A.V. Club published an article last week titled “Rise of the super-books: Is interactivity the future of reading?” Super-book? Really? What’s interesting here is they didn’t use the term in the article itself and instead referred to the products they reviewed as interactive book apps. An editor must have wanted some extra hype with a the catchy headline.

This combination of word, image, sound, and motion lacks a descriptor in modern language and we are left to bucket everything into the poorly termed ebook category. Saying the animated Alice in Wonderland on the iPad to the illustrated edition on the Nook are both ebooks does a disservice to both.

We are living through a time of incredible disruption in book publishing, and we would all help ourselves if we talked about how we should talk about the future of our industry.

The Marketing Responsibilities of An Author

On Saturday, I spoke at the Write to Publish conference that Portland State’s student run Ooligan Press hosted for writers trying to better understand the the publishing industry.
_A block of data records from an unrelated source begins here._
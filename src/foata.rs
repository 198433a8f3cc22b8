/*!

The Foata normal form decomposes a trace into an ordered sequence of
**steps**: maximal sets of pairwise-independent generator occurrences that
fire "simultaneously". Each step is one causal generation of the induced
partial order, so the decomposition exposes the maximal concurrency of the
represented execution.

The decomposition drives the same per-generator marker stacks as the
marker-stack normal form. The difference is the drain discipline: each round
first collects *every* generator whose top marker is ready into one step, and
only then resolves the blocking obligations of the generators that fired. A
round that fires nothing terminates the process.

*/

use smallvec::SmallVec;

use crate::{
  alphabet::Generator,
  error::TraceResult,
  format::{DisplayForm, Formattable, Formatter},
  independence::IndependenceRelation,
  normal_form::{build_marker_stacks, drained, pop_marker, resolve_blocked, Marker},
  trace::{Run, Trace},
};


/// One concurrency step: distinct, pairwise-independent generators in
/// ascending index order. The order within a step is insignificant; the
/// occurrences are declared concurrent.
pub type Step = SmallVec<[Generator; 4]>;

/// Computes the step sequence of a trace given by `runs`. Concatenating the
/// steps in order and run-length merging yields a trace congruent to the
/// input.
pub(crate) fn foata_steps(
  independence: &IndependenceRelation,
  runs: &[Run]
) -> TraceResult<Vec<Step>>
{
  let (present, mut stacks) = build_marker_stacks(independence, runs);
  let mut steps: Vec<Step> = Vec::new();

  loop {
    // Collect everything that can fire this round before resolving anything:
    // a firing must not unblock a dependent generator within the same step.
    let mut step: Step = SmallVec::new();
    for &g in &present {
      if matches!(stacks[&g].last(), Some(Marker::Ready)) {
        pop_marker(&mut stacks, g, Marker::Ready)?;
        step.push(g);
      }
    }
    if step.is_empty() {
      break;
    }
    for &g in &step {
      resolve_blocked(independence, &present, &mut stacks, g)?;
    }
    steps.push(step);
  }

  drained(&stacks)?;
  Ok(steps)
}


/// A trace annotated with its step decomposition.
#[derive(Clone, Debug)]
pub struct FoataNormalForm {
  trace: Trace,
  steps: Vec<Step>,
}

impl FoataNormalForm {
  pub(crate) fn new(trace: Trace, steps: Vec<Step>) -> FoataNormalForm {
    FoataNormalForm {
      trace,
      steps
    }
  }

  pub fn steps(&self) -> &[Step] {
    &self.steps
  }

  pub fn step_count(&self) -> usize {
    self.steps.len()
  }

  /// The trace this form was computed from.
  pub fn source(&self) -> &Trace {
    &self.trace
  }

  /// Reassembles a trace by expanding each step in ascending generator order
  /// and run-length merging. The result is congruent to the source trace.
  pub fn to_trace(&self) -> Trace {
    let monoid = std::rc::Rc::clone(&self.trace.monoid);
    Trace::from_runs(
      monoid,
      self.steps.iter().flat_map(|step| step.iter().map(|&g| (g, 1)))
    )
  }
}

impl Formattable for FoataNormalForm {
  fn format(&self, formatter: &Formatter) -> String {
    if self.steps.is_empty() {
      return "1".to_string();
    }
    let alphabet = &self.trace.monoid.alphabet;
    let step_body = |step: &Step| {
      step.iter().map(|&g| alphabet.name(g)).collect::<Vec<_>>().concat()
    };
    match formatter.form {
      DisplayForm::Input => {
        self.steps
            .iter()
            .map(|step| format!("({})", step_body(step)))
            .collect::<Vec<_>>()
            .concat()
      }

      DisplayForm::Latex => {
        self.steps
            .iter()
            .map(|step| format!("\\({}\\)", step_body(step)))
            .collect::<Vec<_>>()
            .concat()
      }
    }
  }
}

display_formattable_impl!(FoataNormalForm);


#[cfg(test)]
mod tests {
  use super::*;
  use crate::{monoid::TraceMonoid, trace::merge_runs};

  // Alphabet {a=0, b=1, c=2}, independence {(a, c)}.
  fn worked_example() -> TraceMonoid {
    TraceMonoid::with_names(&["a", "b", "c"], &[("a", "c")]).unwrap()
  }

  fn all_words(rank: Generator, length: usize) -> Vec<Vec<Generator>> {
    if length == 0 {
      return vec![vec![]];
    }
    let mut words = Vec::new();
    for shorter in all_words(rank, length - 1) {
      for g in 0..rank {
        let mut word = shorter.clone();
        word.push(g);
        words.push(word);
      }
    }
    words
  }

  #[test]
  fn worked_example_steps() {
    let monoid = worked_example();
    let form = monoid.trace(&[0, 2, 1]).foata_normal_form().unwrap();
    let steps: Vec<Vec<Generator>> =
        form.steps().iter().map(|step| step.to_vec()).collect();
    assert_eq!(steps, vec![vec![0, 2], vec![1]]);
    assert_eq!(form.to_string(), "(ac)(b)");
    assert_eq!(form.format(&Formatter::from(DisplayForm::Latex)), "\\(ac\\)\\(b\\)");
  }

  #[test]
  fn repeated_generator_never_shares_a_step() {
    let monoid = worked_example();
    let form = monoid.trace(&[0, 0]).foata_normal_form().unwrap();
    let steps: Vec<Vec<Generator>> =
        form.steps().iter().map(|step| step.to_vec()).collect();
    assert_eq!(steps, vec![vec![0], vec![0]]);
  }

  #[test]
  fn identity_has_no_steps() {
    let monoid = worked_example();
    let form = monoid.identity().foata_normal_form().unwrap();
    assert_eq!(form.step_count(), 0);
    assert_eq!(form.to_string(), "1");
  }

  #[test]
  fn steps_are_pairwise_independent() {
    let monoid = worked_example();
    let relation = monoid.independence();
    for word in all_words(3, 4) {
      let form = monoid.trace(&word).foata_normal_form().unwrap();
      for step in form.steps() {
        for (i, &g) in step.iter().enumerate() {
          for &h in &step[i + 1..] {
            assert!(relation.independent(g, h), "step {:?} in word {:?}", step, word);
          }
        }
      }
    }
  }

  #[test]
  fn reassembly_is_congruent() {
    let monoid = worked_example();
    for word in all_words(3, 4) {
      let trace = monoid.trace(&word);
      let reassembled = trace.foata_normal_form().unwrap().to_trace();
      assert_eq!(reassembled, trace, "word {:?}", word);
    }
  }

  #[test]
  fn steps_partition_the_occurrences() {
    let monoid = worked_example();
    for word in all_words(3, 4) {
      let trace = monoid.trace(&word);
      let form = trace.foata_normal_form().unwrap();
      let occurrence_count: usize = form.steps().iter().map(|step| step.len()).sum();
      assert_eq!(occurrence_count, trace.length());
    }
  }

  #[test]
  fn reassembly_is_congruent_on_chained_independence() {
    // Chained, non-transitive independence over four generators.
    let monoid = TraceMonoid::new(4, &[(0, 1), (1, 2), (2, 3)]).unwrap();
    for word in all_words(4, 3) {
      let trace = monoid.trace(&word);
      let form = trace.foata_normal_form().unwrap();
      assert_eq!(form.to_trace(), trace, "word {:?}", word);
      let occurrence_count: usize = form.steps().iter().map(|step| step.len()).sum();
      assert_eq!(occurrence_count, trace.length());
    }
  }

  #[test]
  fn decomposition_respects_congruence() {
    let monoid = worked_example();
    let relation = monoid.independence();
    // Congruent linearizations decompose into identical step sequences.
    let left = foata_steps(relation, &merge_runs([(2, 1), (0, 1), (1, 1)].into_iter())).unwrap();
    let right = foata_steps(relation, &merge_runs([(0, 1), (2, 1), (1, 1)].into_iter())).unwrap();
    assert_eq!(left, right);
  }
}
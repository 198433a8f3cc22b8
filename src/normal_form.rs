/*!

# Normalization

Every congruence class of a trace monoid has a unique lexicographic normal
form: the least linearization of the class under the generator ordering. Two
interchangeable algorithms compute it.

The **sort** algorithm is a selection sort whose selection predicate is gated
by independence. A letter occurrence is *available* when every letter before
it in the remaining word commutes past it; the least minimal element of the
induced partial order is exactly the least available letter. Repeatedly
extracting it and run-length merging the emitted sequence yields the
lexicographic form. Note that a purely local rule fails here: an adjacent
swap of independent out-of-order letters can be necessary even when it makes
the word locally larger, whenever it unlocks a smaller letter further right.

The **stack** algorithm scans the word right to left, maintaining one marker
stack per generator: a `Ready` marker for each of the generator's own future
occurrences, and a `Blocked` marker for every occurrence of a *dependent*
generator that originally preceded it. A generator may fire (emit one
occurrence) only while its top marker is `Ready`; each firing pops one
`Blocked` obligation from every dependent partner. Always firing the least
ready generator makes the least admissible letter come first, which is
exactly the lexicographic form. The stacks encode, for every generator, the
count of dependent occurrences it must wait for, so a validated relation can
never underflow them; an underflow is reported as `InternalInvariant`.

*/

use fnv::FnvHashMap;
use strum_macros::{Display, EnumString, IntoStaticStr};

use crate::{
  alphabet::Generator,
  error::{TraceError, TraceResult},
  independence::IndependenceRelation,
  trace::{merge_runs, Run, RunVec},
};


/// Selects which normal-form algorithm runs. The string forms mirror the
/// `alg` selector of the interactive interface.
#[derive(Copy, Clone, Debug, PartialEq, Eq, Hash, Display, EnumString, IntoStaticStr)]
pub enum Algorithm {
  #[strum(serialize = "sort")]
  Sort,
  #[strum(serialize = "stack")]
  Stack,
}

pub(crate) fn normal_form(
  independence: &IndependenceRelation,
  runs: &[Run],
  algorithm: Algorithm
) -> TraceResult<RunVec>
{
  match algorithm {
    Algorithm::Sort  => Ok(sorted_normal_form(independence, runs)),
    Algorithm::Stack => stack_normal_form(independence, runs),
  }
}


// region Selection algorithm

/// Independence-gated selection sort: repeatedly extracts the least letter
/// that is independent of every letter still before it. Same-generator pairs
/// are dependent, so only a generator's first remaining occurrence is ever
/// available.
pub(crate) fn sorted_normal_form(independence: &IndependenceRelation, runs: &[Run]) -> RunVec {
  let mut word: Vec<Generator> = Vec::new();
  for &(g, multiplicity) in runs {
    for _ in 0..multiplicity {
      word.push(g);
    }
  }

  let mut emitted: Vec<Generator> = Vec::with_capacity(word.len());
  while !word.is_empty() {
    // The first letter is always available, so the scan starts there.
    let mut least = 0;
    for i in 1..word.len() {
      if word[i] < word[least]
          && word[..i].iter().all(|&h| independence.independent(word[i], h))
      {
        least = i;
      }
    }
    emitted.push(word.remove(least));
  }
  merge_runs(emitted.into_iter().map(|g| (g, 1)))
}

// endregion


// region Marker-stack algorithm

#[derive(Copy, Clone, Debug, PartialEq, Eq)]
pub(crate) enum Marker {
  /// The generator's own occurrence, free to fire when on top.
  Ready,
  /// An obligation imposed by a preceding dependent occurrence.
  Blocked,
}

/// Builds the per-generator marker stacks from a right-to-left scan of the
/// runs. Returns the generators present in the word in ascending order
/// together with their stacks. Shared with the Foata decomposition, which
/// differs only in how it drains the stacks.
pub(crate) fn build_marker_stacks(
  independence: &IndependenceRelation,
  runs: &[Run]
) -> (Vec<Generator>, FnvHashMap<Generator, Vec<Marker>>)
{
  let mut present: Vec<Generator> = runs.iter().map(|&(g, _)| g).collect();
  present.sort_unstable();
  present.dedup();

  let mut stacks: FnvHashMap<Generator, Vec<Marker>> =
      present.iter().map(|&g| (g, Vec::new())).collect();

  for &(g, multiplicity) in runs.iter().rev() {
    if let Some(stack) = stacks.get_mut(&g) {
      for _ in 0..multiplicity {
        stack.push(Marker::Ready);
      }
    }
    for &h in &present {
      if h != g && independence.dependent(g, h) {
        if let Some(stack) = stacks.get_mut(&h) {
          for _ in 0..multiplicity {
            stack.push(Marker::Blocked);
          }
        }
      }
    }
  }

  (present, stacks)
}

/// Pops the top marker of `g`'s stack, which must be `expected`.
pub(crate) fn pop_marker(
  stacks: &mut FnvHashMap<Generator, Vec<Marker>>,
  g: Generator,
  expected: Marker
) -> TraceResult<()>
{
  match stacks.get_mut(&g).and_then(|stack| stack.pop()) {
    Some(marker) if marker == expected => Ok(()),
    _ => Err(TraceError::InternalInvariant("marker stack underflow: inconsistent independence relation")),
  }
}

/// After `fired` emits an occurrence, every dependent partner sheds one
/// blocking obligation.
pub(crate) fn resolve_blocked(
  independence: &IndependenceRelation,
  present: &[Generator],
  stacks: &mut FnvHashMap<Generator, Vec<Marker>>,
  fired: Generator
) -> TraceResult<()>
{
  for &h in present {
    if h != fired && independence.dependent(fired, h) {
      pop_marker(stacks, h, Marker::Blocked)?;
    }
  }
  Ok(())
}

pub(crate) fn drained(stacks: &FnvHashMap<Generator, Vec<Marker>>) -> TraceResult<()> {
  if stacks.values().any(|stack| !stack.is_empty()) {
    return Err(TraceError::InternalInvariant("marker stacks not drained: inconsistent independence relation"));
  }
  Ok(())
}

pub(crate) fn stack_normal_form(
  independence: &IndependenceRelation,
  runs: &[Run]
) -> TraceResult<RunVec>
{
  let (present, mut stacks) = build_marker_stacks(independence, runs);
  let mut emitted: Vec<Generator> = Vec::new();

  // Always fire the least ready generator. Restarting the scan after each
  // firing matters: resolving a blocked marker can make a smaller generator
  // ready, and it must fire before any larger one.
  loop {
    let next = present
        .iter()
        .copied()
        .find(|g| matches!(stacks[g].last(), Some(Marker::Ready)));
    let g = match next {
      Some(g) => g,
      None => break,
    };
    pop_marker(&mut stacks, g, Marker::Ready)?;
    emitted.push(g);
    resolve_blocked(independence, &present, &mut stacks, g)?;
  }

  drained(&stacks)?;
  Ok(merge_runs(emitted.into_iter().map(|g| (g, 1))))
}

// endregion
The panel I was a part of was titled “Marketing Yourself As An Author” and from watching the faces of the audience, they took most of our messages as pretty grim news.

We told them they would largely be responsible for the promotion of their book or as my publisher told me “I can’t get your mom to buy your book; only you can.” We told them every book is a network of people, places and perspectives and that the author’s job was to find people in that network who would be moved by their work. We told them the most important one of all–publishing is a popularity contest, meaning you must know people who will buy your book and tell others to buy your book.
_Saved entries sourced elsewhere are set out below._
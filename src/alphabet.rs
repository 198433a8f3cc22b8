/*!

The naming layer over a monoid's generators. The combinatorial core works
entirely in index space; an `Alphabet` is the boundary where names come in.
Names are interned, so an `Alphabet` is a `Vec` of interned symbols plus the
reverse lookup table.

*/

use fnv::FnvHashMap;

use crate::{
  error::{TraceError, TraceResult},
  interner::{interned, resolve_str, InternedString},
};


/// A generator is an index into a fixed alphabet.
pub type Generator = u32;

#[derive(Clone, Debug, PartialEq, Eq)]
pub struct Alphabet {
  names: Vec<InternedString>,
  index: FnvHashMap<InternedString, Generator>,
}

impl Alphabet {
  /// An alphabet of `n` generators with the default names `x0`, `x1`, ….
  pub fn with_size(n: usize) -> Alphabet {
    let names: Vec<String> = (0..n).map(|i| format!("x{}", i)).collect();
    let names: Vec<&str> = names.iter().map(|name| name.as_str()).collect();
    match Alphabet::from_names(&names) {
      Ok(alphabet) => alphabet,
      // Generated names are distinct by construction.
      Err(_) => unreachable!("Default generator names collided. This is a bug.")
    }
  }

  /// An alphabet with explicit generator names, one per generator, in index
  /// order.
  pub fn from_names(names: &[&str]) -> TraceResult<Alphabet> {
    let mut interned_names = Vec::with_capacity(names.len());
    let mut index = FnvHashMap::default();
    for (i, name) in names.iter().enumerate() {
      let symbol = interned(name);
      if index.insert(symbol, i as Generator).is_some() {
        return Err(TraceError::DuplicateGenerator((*name).to_string()));
      }
      interned_names.push(symbol);
    }
    Ok(
      Alphabet {
        names: interned_names,
        index
      }
    )
  }

  pub fn len(&self) -> usize {
    self.names.len()
  }

  pub fn is_empty(&self) -> bool {
    self.names.is_empty()
  }

  /// The name of generator `g`. Panics on an out-of-range index, like slice
  /// indexing.
  pub fn name(&self, g: Generator) -> &'static str {
    resolve_str(self.names[g as usize])
  }

  pub fn index_of(&self, name: &str) -> Option<Generator> {
    self.index.get(&interned(name)).copied()
  }

  /// Resolves a name to its index, failing with `UnknownGenerator`.
  pub fn resolve(&self, name: &str) -> TraceResult<Generator> {
    self.index_of(name)
        .ok_or_else(|| TraceError::UnknownGenerator(name.to_string()))
  }
}


#[cfg(test)]
mod tests {
  use super::*;

  #[test]
  fn default_names() {
    let alphabet = Alphabet::with_size(3);
    assert_eq!(alphabet.len(), 3);
    assert_eq!(alphabet.name(0), "x0");
    assert_eq!(alphabet.name(2), "x2");
    assert_eq!(alphabet.index_of("x1"), Some(1));
  }

  #[test]
  fn explicit_names() {
    let alphabet = Alphabet::from_names(&["a", "b", "c"]).unwrap();
    assert_eq!(alphabet.name(1), "b");
    assert_eq!(alphabet.resolve("c"), Ok(2));
    assert_eq!(
      alphabet.resolve("d"),
      Err(TraceError::UnknownGenerator("d".to_string()))
    );
  }

  #[test]
  fn rejects_duplicates() {
    assert_eq!(
      Alphabet::from_names(&["a", "b", "a"]),
      Err(TraceError::DuplicateGenerator("a".to_string()))
    );
  }
}
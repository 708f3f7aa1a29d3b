// ABOUTME: Configuration options for the listing client and the ClientBuilder that applies them.
// ABOUTME: Defaults point at the public Indeed site and the SimplifyJobs internship README.

use std::collections::HashMap;
use std::time::Duration;

use crate::client::Client;

/// Browser identification sent with every request.
pub const DEFAULT_USER_AGENT: &str = "Mozilla/5.0 (Windows NT 10.0; Win64; x64) AppleWebKit/537.36 (KHTML, like Gecko) Chrome/91.0.4472.124 Safari/537.36";

/// Origin of the job search site. Relative result links are resolved against it.
pub const DEFAULT_INDEED_URL: &str = "https://www.indeed.com";

/// GitHub API endpoint returning the internship README.
pub const DEFAULT_GITHUB_README_URL: &str =
    "https://api.github.com/repos/SimplifyJobs/Summer2026-Internships/readme";

/// Default cap on search results.
pub const DEFAULT_MAX_RESULTS: usize = 10;

/// Configuration options for the listing client.
#[derive(Debug, Clone)]
pub struct Options {
    pub timeout: Duration,
    pub user_agent: String,
    pub indeed_url: String,
    pub github_readme_url: String,
    pub http_client: Option<reqwest::blocking::Client>,
    pub headers: HashMap<String, String>,
}

impl Default for Options {
    fn default() -> Self {
        Self {
            timeout: Duration::from_secs(30),
            user_agent: DEFAULT_USER_AGENT.to_string(),
            indeed_url: DEFAULT_INDEED_URL.to_string(),
            github_readme_url: DEFAULT_GITHUB_README_URL.to_string(),
            http_client: None,
            headers: HashMap::new(),
        }
    }
}

/// Builder for constructing Client instances with custom configuration.
#[derive(Debug, Clone)]
pub struct ClientBuilder {
    opts: Options,
}

impl ClientBuilder {
    /// Create a new ClientBuilder with default options.
    pub fn new() -> Self {
        Self {
            opts: Options::default(),
        }
    }

    /// Set the request timeout.
    pub fn timeout(mut self, timeout: Duration) -> Self {
        self.opts.timeout = timeout;
        self
    }

    /// Set the User-Agent header.
    pub fn user_agent(mut self, user_agent: impl Into<String>) -> Self {
        self.opts.user_agent = user_agent.into();
        self
    }

    /// Set the job search site origin (scheme, host and optional port).
    pub fn indeed_url(mut self, url: impl Into<String>) -> Self {
        self.opts.indeed_url = url.into();
        self
    }

    /// Set the README endpoint of the internship repository.
    pub fn github_readme_url(mut self, url: impl Into<String>) -> Self {
        self.opts.github_readme_url = url.into();
        self
    }

    /// Use a custom HTTP client. Timeout and user agent options are then ignored
    /// except for the per-request User-Agent header.
    pub fn http_client(mut self, client: reqwest::blocking::Client) -> Self {
        self.opts.http_client = Some(client);
        self
    }

    /// Add a custom header to all requests.
    pub fn header(mut self, key: impl Into<String>, value: impl Into<String>) -> Self {
        self.opts.headers.insert(key.into(), value.into());
        self
    }

    /// Build the Client with the configured options.
    pub fn build(self) -> Client {
        Client::new(self.opts)
    }
}

impl Default for ClientBuilder {
    fn default() -> Self {
        Self::new()
    }
}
It was interesting then to see Neal Pollack, an author with a national profile, announce in the New York Times Book Review that he is self-publishing a short novel called Jewball soon. Sharing this news on the back page of the Review is a PR opportunity that any author would welcome for his next project, but one few have the means to secure.

The network Pollack has developed over the last twenty years gave him the access to present that piece for consideration. His existing popularity makes it another story of an established author experimenting with other business models to make money from their work.
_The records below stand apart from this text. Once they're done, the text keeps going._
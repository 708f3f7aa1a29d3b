// ABOUTME: Listing records produced by the extractors.
// ABOUTME: JobListing comes from search result pages, InternshipListing from README tables.

use serde::{Deserialize, Serialize};

/// A job found on a search results page.
#[derive(Debug, Clone, PartialEq, Eq, Serialize, Deserialize)]
pub struct JobListing {
    pub title: String,
    /// Absolute URL of the posting.
    pub link: String,
}

impl JobListing {
    pub fn new(title: impl Into<String>, link: impl Into<String>) -> Self {
        Self {
            title: title.into(),
            link: link.into(),
        }
    }
}

/// An internship row taken from a README table, tagged with its section's company.
#[derive(Debug, Clone, PartialEq, Eq, Serialize, Deserialize)]
pub struct InternshipListing {
    pub company: String,
    pub role: String,
    pub location: String,
}

impl InternshipListing {
    pub fn new(
        company: impl Into<String>,
        role: impl Into<String>,
        location: impl Into<String>,
    ) -> Self {
        Self {
            company: company.into(),
            role: role.into(),
            location: location.into(),
        }
    }
}
// ABOUTME: Extracts job title/link pairs from search result pages using an ordered selector fallback chain.
// ABOUTME: The first rule with any match wins; relative links are resolved against the site origin.

//! Search result page extraction.
//!
//! Result pages change structure often, so several known layouts are tried as
//! an ordered list of [`SelectorRule`]s:
//! - Rules are tried in order; the first rule yielding at least one element wins
//!   and later rules are not consulted, even if the winner yields no valid listing.
//! - At most `max_results` matched elements are read from the winning rule.
//! - An element becomes a listing only if both its text and link are non-empty.

use scraper::{ElementRef, Html};
use tracing::debug;

use crate::extractors::compiled::{get_or_compile, precompile_selectors};
use crate::extractors::normalize::{cap, non_empty, normalize_whitespace};
use crate::models::JobListing;

/// Known result-link layouts, highest priority first.
pub const DEFAULT_RULES: &[(&str, &str)] = &[
    ("spinner-anchor", "a[data-hide-spinner='true']"),
    ("job-title-heading", "h2.jobTitle a"),
    ("job-key-anchor", "a[data-jk]"),
    ("job-beacon-card", ".job_seen_beacon a"),
    ("job-title-class", ".jobTitle a"),
];

/// A structural pattern locating candidate result links.
#[derive(Debug, Clone, PartialEq, Eq)]
pub struct SelectorRule {
    pub name: String,
    pub css: String,
}

impl SelectorRule {
    pub fn new(name: impl Into<String>, css: impl Into<String>) -> Self {
        Self {
            name: name.into(),
            css: css.into(),
        }
    }

    /// Elements matching this rule, in document order. An invalid selector matches nothing.
    pub fn matches<'a>(&self, doc: &'a Html) -> Vec<ElementRef<'a>> {
        match get_or_compile(&self.css) {
            Some(selector) => doc.select(&selector).collect(),
            None => Vec::new(),
        }
    }
}

/// The default rule chain built from [`DEFAULT_RULES`].
pub fn default_rules() -> Vec<SelectorRule> {
    DEFAULT_RULES
        .iter()
        .map(|(name, css)| SelectorRule::new(*name, *css))
        .collect()
}

/// Resolves a result link against `origin`.
///
/// Links starting with `/` are prefixed with the origin; anything else is
/// returned unchanged.
pub fn resolve_link(origin: &str, href: &str) -> String {
    if href.starts_with('/') {
        format!("{}{}", origin.trim_end_matches('/'), href)
    } else {
        href.to_string()
    }
}

#[derive(Debug, Clone)]
pub struct HtmlListingExtractor {
    origin: String,
    rules: Vec<SelectorRule>,
    link_attr: String,
}

impl HtmlListingExtractor {
    /// Creates an extractor with the default rule chain, reading links from `href`.
    pub fn new(origin: impl Into<String>) -> Self {
        let rules = default_rules();
        precompile_selectors(rules.iter().map(|r| r.css.as_str()));
        Self {
            origin: origin.into(),
            rules,
            link_attr: "href".to_string(),
        }
    }

    /// Replaces the rule chain.
    pub fn with_rules(mut self, rules: Vec<SelectorRule>) -> Self {
        precompile_selectors(rules.iter().map(|r| r.css.as_str()));
        self.rules = rules;
        self
    }

    /// Sets the attribute the raw link is read from.
    pub fn link_attr(mut self, attr: impl Into<String>) -> Self {
        self.link_attr = attr.into();
        self
    }

    /// Extracts up to `max_results` listings from a parsed document.
    pub fn extract(&self, doc: &Html, max_results: usize) -> Vec<JobListing> {
        let winner = self.rules.iter().find_map(|rule| {
            let matches = rule.matches(doc);
            if matches.is_empty() {
                debug!(rule = %rule.name, "selector rule matched nothing");
                None
            } else {
                Some((rule, matches))
            }
        });

        let Some((rule, matches)) = winner else {
            debug!("no selector rule matched");
            return Vec::new();
        };

        debug!(rule = %rule.name, matched = matches.len(), "using selector rule");
        cap(matches, max_results)
            .into_iter()
            .filter_map(|el| self.listing_from(el))
            .collect()
    }

    /// Parses `html` and extracts up to `max_results` listings.
    pub fn extract_str(&self, html: &str, max_results: usize) -> Vec<JobListing> {
        let doc = Html::parse_document(html);
        self.extract(&doc, max_results)
    }

    /// Builds a listing from a matched element.
    ///
    /// The title is the element's text with every whitespace run collapsed to a
    /// single space, which goes further than trimming the ends: `Dev\n  Ops`
    /// becomes `Dev Ops`. The link attribute is trimmed before resolution.
    fn listing_from(&self, el: ElementRef<'_>) -> Option<JobListing> {
        let title = non_empty(&normalize_whitespace(&el.text().collect::<String>()))?;
        let href = non_empty(el.value().attr(&self.link_attr)?)?;
        Some(JobListing::new(title, resolve_link(&self.origin, &href)))
    }
}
The most important point is the idea that Pollack took responsibility for the success of his next work. The New York Times didn’t call him to ask what he has been up to lately. No, he certainly pitched an editor and said “I think I have something interested to say about what has been going on in publishing and why I am choosing to try this book on my own.”

So, before you start lamenting his popularity (or what you might mistakenly perceive as his luck), start thinking instead about the steps you need to make to get that shot at writing the Essay piece for The New York Times Book Review. There might be quite a few of them, but unless you figure out what the first step is, you aren’t getting any closer to getting the gig.